Understanding Progressive Retinal Atrophy (PRA) in Cocker Spaniels

Causes, Symptoms, and Management

CockerSpaniel.org Volunteer Staff

2/19/20242 min read

Understanding PRA:

PRA is an inherited condition caused by a mutation in one or more genes responsible for the development and function of the retina. In Cocker Spaniels, PRA is typically inherited in an autosomal recessive manner, meaning that both parents must carry the defective gene for their offspring to be affected. Dogs with PRA may show signs of vision loss as early as a few months old, although symptoms often become more pronounced as they age.

Symptoms of PRA:

The symptoms of PRA in Cocker Spaniels typically manifest gradually and may include:

  • Night blindness: Dogs may have difficulty seeing in low-light conditions or navigating in dimly lit environments.

  • Increased clumsiness: Dogs may bump into objects or display hesitancy when moving around familiar spaces.

  • Pupillary dilation: The pupils may appear dilated or have a reflective appearance, known as "eyeshine," when exposed to light.

  • Loss of visual acuity: Dogs may become hesitant to engage in activities that require precise vision, such as fetching toys or navigating obstacles.
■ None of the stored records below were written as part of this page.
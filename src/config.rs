//! Configuration Module
//!
//! Handles loading and managing server configuration from environment variables.

use std::env;
use std::path::PathBuf;

use crate::error::ConfigError;

/// Default cap on a write request body (1 MiB).
pub const DEFAULT_MAX_BODY_BYTES: usize = 1024 * 1024;

/// Server configuration parameters.
///
/// Everything except the write password has a sensible default.
#[derive(Debug, Clone)]
pub struct Config {
    /// HTTP server port
    pub server_port: u16,
    /// Shared secret expected verbatim in the `Authorization` header of writes
    pub password: String,
    /// `Origin` suffix that receives permissive cross-origin headers
    pub allowed_origin_suffix: String,
    /// Location of the SQLite database file
    pub database_path: PathBuf,
    /// Maximum accepted write body size in bytes
    pub max_body_bytes: usize,
    /// Optional bound on cached entries; `None` keeps every key in memory
    pub cache_max_entries: Option<usize>,
}

impl Config {
    /// Creates a new Config by loading values from environment variables.
    ///
    /// # Environment Variables
    /// - `PORT` - HTTP server port (default: 8080)
    /// - `PASSWORD` - Write password (required)
    /// - `ALLOWED_ORIGIN_SUFFIX` - CORS origin suffix (default: noxchat.in)
    /// - `DATABASE_PATH` - SQLite file (default: data.db)
    /// - `MAX_BODY_BYTES` - Write body cap (default: 1048576)
    /// - `CACHE_MAX_ENTRIES` - Cache bound, 0 or unset for unbounded
    pub fn from_env() -> Result<Self, ConfigError> {
        let password = env::var("PASSWORD").unwrap_or_default();
        if password.is_empty() {
            return Err(ConfigError::MissingPassword);
        }

        let defaults = Self::default();
        Ok(Self {
            server_port: parse_var("PORT").unwrap_or(defaults.server_port),
            password,
            allowed_origin_suffix: env::var("ALLOWED_ORIGIN_SUFFIX")
                .ok()
                .filter(|v| !v.is_empty())
                .unwrap_or(defaults.allowed_origin_suffix),
            database_path: env::var("DATABASE_PATH")
                .ok()
                .filter(|v| !v.is_empty())
                .map(PathBuf::from)
                .unwrap_or(defaults.database_path),
            max_body_bytes: parse_var("MAX_BODY_BYTES").unwrap_or(defaults.max_body_bytes),
            cache_max_entries: parse_var::<usize>("CACHE_MAX_ENTRIES").filter(|n| *n > 0),
        })
    }

    /// Returns a copy of this config using the given password.
    pub fn with_password(mut self, password: impl Into<String>) -> Self {
        self.password = password.into();
        self
    }
}

fn parse_var<T: std::str::FromStr>(name: &str) -> Option<T> {
    env::var(name).ok().and_then(|v| v.parse().ok())
}

impl Default for Config {
    fn default() -> Self {
        Self {
            server_port: 8080,
            password: "changeme".to_string(),
            allowed_origin_suffix: "noxchat.in".to_string(),
            database_path: PathBuf::from("data.db"),
            max_body_bytes: DEFAULT_MAX_BODY_BYTES,
            cache_max_entries: None,
        }
    }
}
As PRA progresses, affected dogs may eventually experience total blindness, although the rate of progression can vary between individuals.


A veterinarian can diagnose PRA in Cocker Spaniels through a combination of a thorough eye examination and specialized diagnostic tests. These may include ophthalmoscopy, electroretinography (ERG), and genetic testing to identify the presence of the mutated genes responsible for the condition.

Management and Treatment:

Unfortunately, there is currently no cure for PRA in Cocker Spaniels or any other affected breeds. However, several management strategies can help improve the quality of life for affected dogs:

  • Regular veterinary check-ups: Schedule regular eye examinations with a veterinarian experienced in diagnosing and managing inherited eye conditions. Early detection of PRA allows for timely intervention and supportive care.

  • Environmental modifications: Make adjustments to your home environment to accommodate your dog's vision loss. This may include removing obstacles, using non-slip surfaces, and maintaining a consistent layout to help your dog navigate safely.

  • Training and enrichment: Engage your dog in mental stimulation and enrichment activities that do not rely solely on vision, such as scent work, auditory cues, and tactile games. Training can help build your dog's confidence and strengthen their bond with you.

  • Dietary supplements: Some veterinarians may recommend dietary supplements containing antioxidants, omega-3 fatty acids, and other nutrients that support retinal health. While these supplements cannot reverse vision loss, they may help slow the progression of retinal degeneration.

  • Genetic counseling: If you plan to breed Cocker Spaniels or any other breed predisposed to PRA, consider genetic testing for both prospective parents to assess their carrier status. Responsible breeding practices can help reduce the incidence of PRA in future generations.


Progressive Retinal Atrophy is a challenging condition that affects many Cocker Spaniels, but with early detection, appropriate management, and supportive care, affected dogs can lead fulfilling lives despite their vision loss. By understanding the causes, symptoms, and management strategies associated with PRA, Cocker Spaniel owners can provide the best possible care for their beloved companions while working towards reducing the prevalence of this genetic disorder in the breed.


Progressive Retinal Atrophy (PRA) is a genetic eye disorder that affects many dog breeds, including Cocker Spaniels. This condition gradually leads to the degeneration of the retina, ultimately resulting in partial or complete blindness. While PRA is a serious concern for Cocker Spaniel owners, understanding its causes, symptoms, and management strategies can help mitigate its impact on affected dogs.